• DATASET RECORDS:
********************

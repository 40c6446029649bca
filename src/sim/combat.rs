//! Combat registry: entity stats, positions, targeting and attack resolution
//!
//! Iteration is always in ascending `EntityId` order so targeting ties and
//! event order are deterministic.

use std::collections::{BTreeMap, HashMap};
use std::fmt;

use glam::Vec2;
use serde::{Deserialize, Serialize};

use super::events::{Dispatcher, HandlerId, SimEvent};
use crate::{MS_PER_SEC, secs_to_ms};

/// Identity shared by every subsystem that refers to a live entity
#[derive(Debug, Clone, Copy, PartialEq, Eq, Hash, PartialOrd, Ord, Serialize, Deserialize)]
pub struct EntityId(pub u32);

impl fmt::Display for EntityId {
    fn fmt(&self, f: &mut fmt::Formatter<'_>) -> fmt::Result {
        write!(f, "#{}", self.0)
    }
}

#[derive(Debug, Clone, Copy, PartialEq, Serialize, Deserialize)]
pub struct CombatStats {
    /// Current health; the entity dies at 0 or below
    pub health: f32,
    /// Flat damage per auto attack
    pub damage: f32,
    /// Attacks per second
    pub attack_speed: f32,
    /// Targeting radius in world units
    pub range: f32,
    /// Units per second, read by the movement layer
    #[serde(default)]
    pub move_speed: f32,
    #[serde(default)]
    pub is_player: bool,
}

impl CombatStats {
    /// Minimum time between two attacks
    pub fn attack_interval_ms(&self) -> f64 {
        MS_PER_SEC / f64::from(self.attack_speed)
    }
}

#[derive(Debug, Clone, PartialEq)]
pub enum CombatEvent {
    Attack {
        source: EntityId,
        target: EntityId,
        damage: f32,
    },
    Damage {
        source: Option<EntityId>,
        target: EntityId,
        damage: f32,
        remaining_health: f32,
    },
    Death {
        entity: EntityId,
        killer: Option<EntityId>,
        /// Last position before the entity was purged
        position: Vec2,
        was_player: bool,
    },
}

#[derive(Debug, Clone, Copy, PartialEq, Eq, Hash)]
pub enum CombatEventKind {
    Attack,
    Damage,
    Death,
}
impl AbilitySystem {
    pub fn new(library: SkillLibrary) -> Self {
        Self {
            library,
            unlocked: BTreeMap::new(),
            active: BTreeMap::new(),
            cooldowns: CooldownTracker::new(),
            now_ms: 0.0,
            events: Dispatcher::new(),
        }
    }

    pub fn library(&self) -> &SkillLibrary {
        &self.library
    }

    // === Unlock tree ===

    /// Known, not yet unlocked, and either no prerequisites or any one of them unlocked
    pub fn can_unlock(&self, id: &str) -> bool {
        let Some(def) = self.library.get(id) else {
            return false;
        };
        if self.unlocked.contains_key(id) {
            return false;
        }
        def.prerequisites.is_empty()
            || def
                .prerequisites
                .iter()
                .any(|p| self.unlocked.contains_key(p))
    }

    pub fn unlock_skill(&mut self, id: &str) -> bool {
        if !self.can_unlock(id) {
            return false;
        }
        let Some(def) = self.library.get(id).cloned() else {
            return false;
        };
        log::info!("skill unlocked: {}", def.name);
        self.unlocked
            .insert(id.to_string(), UnlockedSkill { def, level: 1 });
        self.events.emit(AbilityEvent::SkillUnlock {
            skill: id.to_string(),
        });
        true
    }

    /// Level + 1 while below max. Cooldown and effects do not change.
    pub fn upgrade_skill(&mut self, id: &str) -> bool {
        let Some(skill) = self.unlocked.get_mut(id) else {
            return false;
        };
        if skill.level >= skill.def.max_level {
            log::debug!("skill {} already at max level {}", id, skill.def.max_level);
            return false;
        }
        skill.level += 1;
        let level = skill.level;
        self.events.emit(AbilityEvent::SkillUpgrade {
            skill: id.to_string(),
            level,
        });
        true
    }

    pub fn is_unlocked(&self, id: &str) -> bool {
        self.unlocked.contains_key(id)
    }

    pub fn skill_level(&self, id: &str) -> Option<u32> {
        self.unlocked.get(id).map(|s| s.level)
    }

    pub fn unlocked_skills(&self) -> impl Iterator<Item = &UnlockedSkill> {
        self.unlocked.values()
    }

    /// Level-scaled value read by the presentation/gameplay layer
    pub fn scaled_value(&self, id: &str, stat: ScalingStat) -> Option<f32> {
        let skill = self.unlocked.get(id)?;
        skill.def.scaling.get(&stat).map(|s| s.at(skill.level))
    }

    // === Use & cooldowns ===

    pub fn can_use(&self, id: &str) -> bool {
        self.unlocked.contains_key(id) && !self.cooldowns.is_on_cooldown(id)
    }

    pub fn use_skill(&mut self, id: &str, target: SkillTarget) -> bool {
        if !self.can_use(id) {
            return false;
        }
        let Some(skill) = self.unlocked.get(id) else {
            return false;
        };
        let effects = skill.def.effects.clone();
        let cooldown_ms = skill.def.base_cooldown_ms;

        for effect in effects {
            self.apply_effect(id, target, effect);
        }
        self.cooldowns.start_cooldown(id, cooldown_ms);
        self.events.emit(AbilityEvent::SkillUse {
            skill: id.to_string(),
            target: target.entity,
            cooldown_ms,
        });
        true
    }

    fn apply_effect(&mut self, skill: &str, target: SkillTarget, effect: SkillEffect) {
        let now = self.now_ms;

        // Apply-time hook
        if let Some(velocity) = effect.impulse(target.source_position, target.position) {
            self.events.emit(AbilityEvent::Impulse {
                target: target.entity,
                velocity,
            });
        }
        // An impulse without a duration has nothing left to track
        if matches!(effect.kind, EffectKind::Impulse { .. }) && effect.duration_ms.is_none() {
            return;
        }

        let expires_at = effect.duration_ms.map(|d| now + d);
        let list = self.active.entry(target.entity).or_default();
        let stacks = match list.iter_mut().find(|a| a.matches(skill, &effect.id)) {
            Some(existing) => {
                existing.stacks = (existing.stacks + 1).min(existing.effect.max_stacks);
                existing.expires_at = expires_at;
                existing.source = target.source;
                existing.stacks
            }
            None => {
                let next_tick_at = effect.tick_interval_ms().map(|i| now + i);
                list.push(ActiveEffect {
                    skill: skill.to_string(),
                    effect: effect.clone(),
                    source: target.source,
                    stacks: 1,
                    expires_at,
                    next_tick_at,
                });
                1
            }
        };

        self.events.emit(AbilityEvent::EffectApplied {
            target: target.entity,
            skill: skill.to_string(),
            effect: effect.id,
            stacks,
        });
    }

    pub fn cooldown_remaining_ms(&self, id: &str) -> f64 {
        self.cooldowns.remaining_ms(id)
    }

    pub fn cooldown_progress(&self, id: &str) -> f64 {
        self.cooldowns.progress(id)
    }

    pub fn reduce_cooldown(&mut self, id: &str, amount_ms: f64) {
        self.cooldowns.reduce(id, amount_ms);
    }

    pub fn reset_cooldown(&mut self, id: &str) {
        self.cooldowns.reset(id);
    }

    /// Direct access for cooldown UI subscriptions
    pub fn cooldowns_mut(&mut self) -> &mut CooldownTracker {
        &mut self.cooldowns
    }

    // === Per-tick ===

    /// Advance cooldowns, fire periodic ticks, expire timed effects
    pub fn update(&mut self, dt: f32) {
        self.now_ms += secs_to_ms(dt);
        let now = self.now_ms;

        self.cooldowns.update(dt);
        for event in self.cooldowns.drain_events() {
            if let CooldownEvent::End { skill } = event {
                self.events.emit(AbilityEvent::SkillReady { skill });
            }
        }

        let mut fired = Vec::new();
        for (&target, list) in self.active.iter_mut() {
            for active in list.iter_mut() {
                let Some(interval) = active.effect.tick_interval_ms() else {
                    continue;
                };
                while let Some(tick_at) = active.next_tick_at {
                    let within_life = active.expires_at.is_none_or(|end| tick_at <= end);
                    if tick_at > now || !within_life {
                        break;
                    }
                    fired.push(AbilityEvent::EffectTick {
                        target,
                        source: active.source,
                        effect: active.effect.clone(),
                        stacks: active.stacks,
                    });
                    active.next_tick_at = Some(tick_at + interval);
                }
            }

            list.retain(|active| {
                let expired = active.expires_at.is_some_and(|end| end <= now);
                if expired {
                    fired.push(AbilityEvent::EffectRemoved {
                        target,
                        skill: active.skill.clone(),
                        effect: active.effect.id.clone(),
                    });
                }
                !expired
            });
        }
        self.active.retain(|_, list| !list.is_empty());

        for event in fired {
            self.events.emit(event);
        }
    }

    // === Active effects ===

    pub fn active_effects(&self, target: EntityId) -> &[ActiveEffect] {
        self.active.get(&target).map_or(&[], Vec::as_slice)
    }

    /// Removing an absent effect is a no-op
    pub fn remove_effect(&mut self, target: EntityId, skill: &str, effect_id: &str) -> bool {
        let Some(list) = self.active.get_mut(&target) else {
            return false;
        };
        let Some(index) = list.iter().position(|a| a.matches(skill, effect_id)) else {
            return false;
        };
        list.remove(index);
        if list.is_empty() {
            self.active.remove(&target);
        }
        self.events.emit(AbilityEvent::EffectRemoved {
            target,
            skill: skill.to_string(),
            effect: effect_id.to_string(),
        });
        true
    }

    /// Drop every effect on a target (e.g. on death)
    pub fn clear_target(&mut self, target: EntityId) {
        let Some(list) = self.active.remove(&target) else {
            return;
        };
        for active in list {
            self.events.emit(AbilityEvent::EffectRemoved {
                target,
                skill: active.skill,
                effect: active.effect.id,
            });
        }
    }

    /// Stat modifiers folded over `base` in application order
    pub fn effective_stats(&self, target: EntityId, base: CharacterStats) -> CharacterStats {
        self.active_effects(target)
            .iter()
            .fold(base, |stats, a| a.effect.modify_stats(stats, a.stacks))
    }

    pub fn modify_damage(&self, target: EntityId, result: DamageResult) -> DamageResult {
        self.active_effects(target)
            .iter()
            .fold(result, |r, a| a.effect.modify_damage(r))
    }

    /// Teardown: forget every pending expiry and cooldown without events
    pub fn cancel_all(&mut self) {
        self.active.clear();
        self.cooldowns.reset_all();
        self.cooldowns.drain_events();
    }

    pub fn pending_effect_count(&self) -> usize {
        self.active.values().map(Vec::len).sum()
    }

    pub fn on(
        &mut self,
        kind: AbilityEventKind,
        handler: impl FnMut(&AbilityEvent) + 'static,
    ) -> HandlerId {
        self.events.on(kind, handler)
    }

    pub fn drain_events(&mut self) -> Vec<AbilityEvent> {
        self.events.drain()
    }
}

********************

In the entries above, find lines with "order" and copy each.

• RESPONSE BOX:
//! Iteration is always in ascending `EntityId` order so targeting ties and
//! event order are deterministic.
    /// Stat modifiers folded over `base` in application order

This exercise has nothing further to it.